In Part 2.1, I built a regulator board attached to H55M-UD2H to power the memory, but I never listened to it singing because I used batteries.In this Part, an external regulator board is built for general use with all Mobos. A GA-G31M-ES2C Mobo is used for the test. For your interest about the listening test, it is at the bottom of this page and I recommend you read about the results first.
Construction
1. Prepare components, mark position/holes with a pencil and dill holes.
2. Circuit diagram and components layout
0.1uf cap should be added to all caps. You can also add the cap that I crossed out for even better filtering effects.

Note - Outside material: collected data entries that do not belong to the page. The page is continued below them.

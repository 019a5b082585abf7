//! Local directory used as a bucket. Object keys map to relative file paths.

use super::ObjectStore;
use crate::error::{Result, TrialTreeError};
use crate::paths;
use crate::types::{FileEntry, Listing};
use async_trait::async_trait;
use std::collections::BTreeSet;
use std::io;
use std::path::{Component, Path, PathBuf};
use walkdir::WalkDir;

#[derive(Debug, Clone)]
pub struct LocalObjectStore {
    root: PathBuf,
}

impl LocalObjectStore {
    pub fn new(root: impl Into<PathBuf>) -> Self {
        Self { root: root.into() }
    }

    pub fn root(&self) -> &Path {
        &self.root
    }

    /// Filesystem path for a key. Rejects keys that would escape the root.
    fn object_path(&self, key: &str) -> Result<PathBuf> {
        let logical = paths::normalize(key);
        let relative = Path::new(logical);
        if relative
            .components()
            .any(|c| !matches!(c, Component::Normal(_)))
        {
            return Err(TrialTreeError::invalid_key(key, "must be a plain relative path"));
        }
        Ok(self.root.join(relative))
    }
}

/// Object key for a file below `root`, with `/` separators.
fn key_for(root: &Path, path: &Path) -> Option<String> {
    let relative = path.strip_prefix(root).ok()?;
    let parts: Vec<String> = relative
        .components()
        .map(|c| c.as_os_str().to_string_lossy().into_owned())
        .collect();
    if parts.is_empty() {
        None
    } else {
        Some(parts.join("/"))
    }
}

fn list_blocking(root: &Path, dir: &Path, prefix: &str, recursive: bool) -> Result<Listing> {
    if !dir.is_dir() {
        return Ok(Listing::from_keys(prefix, std::iter::empty(), recursive));
    }

    let max_depth = if recursive { usize::MAX } else { 1 };
    let mut files = BTreeSet::new();
    let mut folders = BTreeSet::new();
    for entry in WalkDir::new(dir).min_depth(1).max_depth(max_depth) {
        let entry = entry?;
        let Some(key) = key_for(root, entry.path()) else {
            continue;
        };
        if entry.file_type().is_dir() {
            if entry.depth() == 1 {
                folders.insert(format!("{}/", key));
            }
        } else {
            files.insert(FileEntry::new(key));
        }
    }

    Ok(Listing {
        loading: false,
        path: paths::dir_key(prefix),
        files,
        folders,
        recursive,
    })
}

fn count_files(dir: &Path) -> Result<usize> {
    let mut count = 0;
    for entry in WalkDir::new(dir) {
        if !entry?.file_type().is_dir() {
            count += 1;
        }
    }
    Ok(count)
}

#[async_trait]
impl ObjectStore for LocalObjectStore {
    async fn list(&self, prefix: &str, recursive: bool) -> Result<Listing> {
        let dir = self.object_path(prefix)?;
        let root = self.root.clone();
        let prefix = prefix.to_string();
        tokio::task::spawn_blocking(move || list_blocking(&root, &dir, &prefix, recursive)).await?
    }

    async fn upload_text(&self, key: &str, content: &str) -> Result<()> {
        let path = self.object_path(key)?;
        if let Some(parent) = path.parent() {
            tokio::fs::create_dir_all(parent).await?;
        }
        tokio::fs::write(&path, content).await?;
        Ok(())
    }

    async fn upload_file(&self, key: &str, source: &Path) -> Result<()> {
        let path = self.object_path(key)?;
        if let Some(parent) = path.parent() {
            tokio::fs::create_dir_all(parent).await?;
        }
        tokio::fs::copy(source, &path).await?;
        Ok(())
    }

    async fn delete_by_prefix(&self, prefix: &str) -> Result<usize> {
        let dir = self.object_path(prefix)?;
        if dir == self.root {
            return Err(TrialTreeError::invalid_key(prefix, "refusing to delete the store root"));
        }
        if !dir.is_dir() {
            return Ok(0);
        }
        let target = dir.clone();
        let removed = tokio::task::spawn_blocking(move || count_files(&target)).await??;
        tokio::fs::remove_dir_all(&dir).await?;
        Ok(removed)
    }

    async fn download_text(&self, key: &str) -> Result<String> {
        let path = self.object_path(key)?;
        match tokio::fs::read_to_string(&path).await {
            Ok(content) => Ok(content),
            Err(e) if e.kind() == io::ErrorKind::NotFound => {
                Err(TrialTreeError::NotFound(paths::normalize(key).to_string()))
            }
            Err(e) => Err(e.into()),
        }
    }
}

#[cfg(test)]
mod tests {
    use super::*;
    use tempfile::TempDir;

    #[tokio::test]
    async fn list_reports_files_and_folders() {
        let temp = TempDir::new().unwrap();
        let store = LocalObjectStore::new(temp.path());
        store.upload_text("data/_dataset.json", "{}").await.unwrap();
        store.upload_text("data/subj1/_subject.json", "{}").await.unwrap();

        let listing = store.list("/data/", false).await.unwrap();
        assert_eq!(listing.path, "data/");
        assert!(listing.has_immediate_file("_dataset.json"));
        assert!(listing.folders.contains("data/subj1/"));

        let recursive = store.list("data", true).await.unwrap();
        assert!(recursive.has_file_key("data/subj1/_subject.json"));
    }

    #[tokio::test]
    async fn missing_prefix_is_empty() {
        let temp = TempDir::new().unwrap();
        let store = LocalObjectStore::new(temp.path());
        let listing = store.list("nowhere", false).await.unwrap();
        assert!(!listing.loading);
        assert!(listing.files.is_empty());
    }

    #[tokio::test]
    async fn rejects_escaping_keys() {
        let temp = TempDir::new().unwrap();
        let store = LocalObjectStore::new(temp.path());
        let err = store.upload_text("../outside", "x").await.unwrap_err();
        assert!(matches!(err, TrialTreeError::InvalidKey { .. }));
    }

    #[tokio::test]
    async fn delete_counts_removed_files() {
        let temp = TempDir::new().unwrap();
        let store = LocalObjectStore::new(temp.path());
        store.upload_text("d/s/a", "1").await.unwrap();
        store.upload_text("d/s/b/c", "2").await.unwrap();
        assert_eq!(store.delete_by_prefix("d/s").await.unwrap(), 2);
        assert_eq!(store.delete_by_prefix("d/s").await.unwrap(), 0);
        assert!(store.delete_by_prefix("").await.is_err());
    }
}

3. Remove the choke from the Mobo. May need to use solder iron to press out the choke from the solder side.
4. Connect wires from P24 3.3V and Ground, as well as from the choke output.
5. To power the DDR2 ram, tune the VR to maximum resistance, i.e. 50 ohm combined.
6. Connect the wire to the regulator board. If you're not sure whether the regulator will work, connect it to a power source e.g. a 6V battery or other power supply and check the output.
Listening test.SSD powered by batteries, Antec Earthwatt 430, battery powering USB isolator and stock Musiland 01USD, battery driven AD1865 DAC, 45-tube power amp. CPU running at 960Mhz, forgot what CPU was used, must be a low-end one. Bios optimized.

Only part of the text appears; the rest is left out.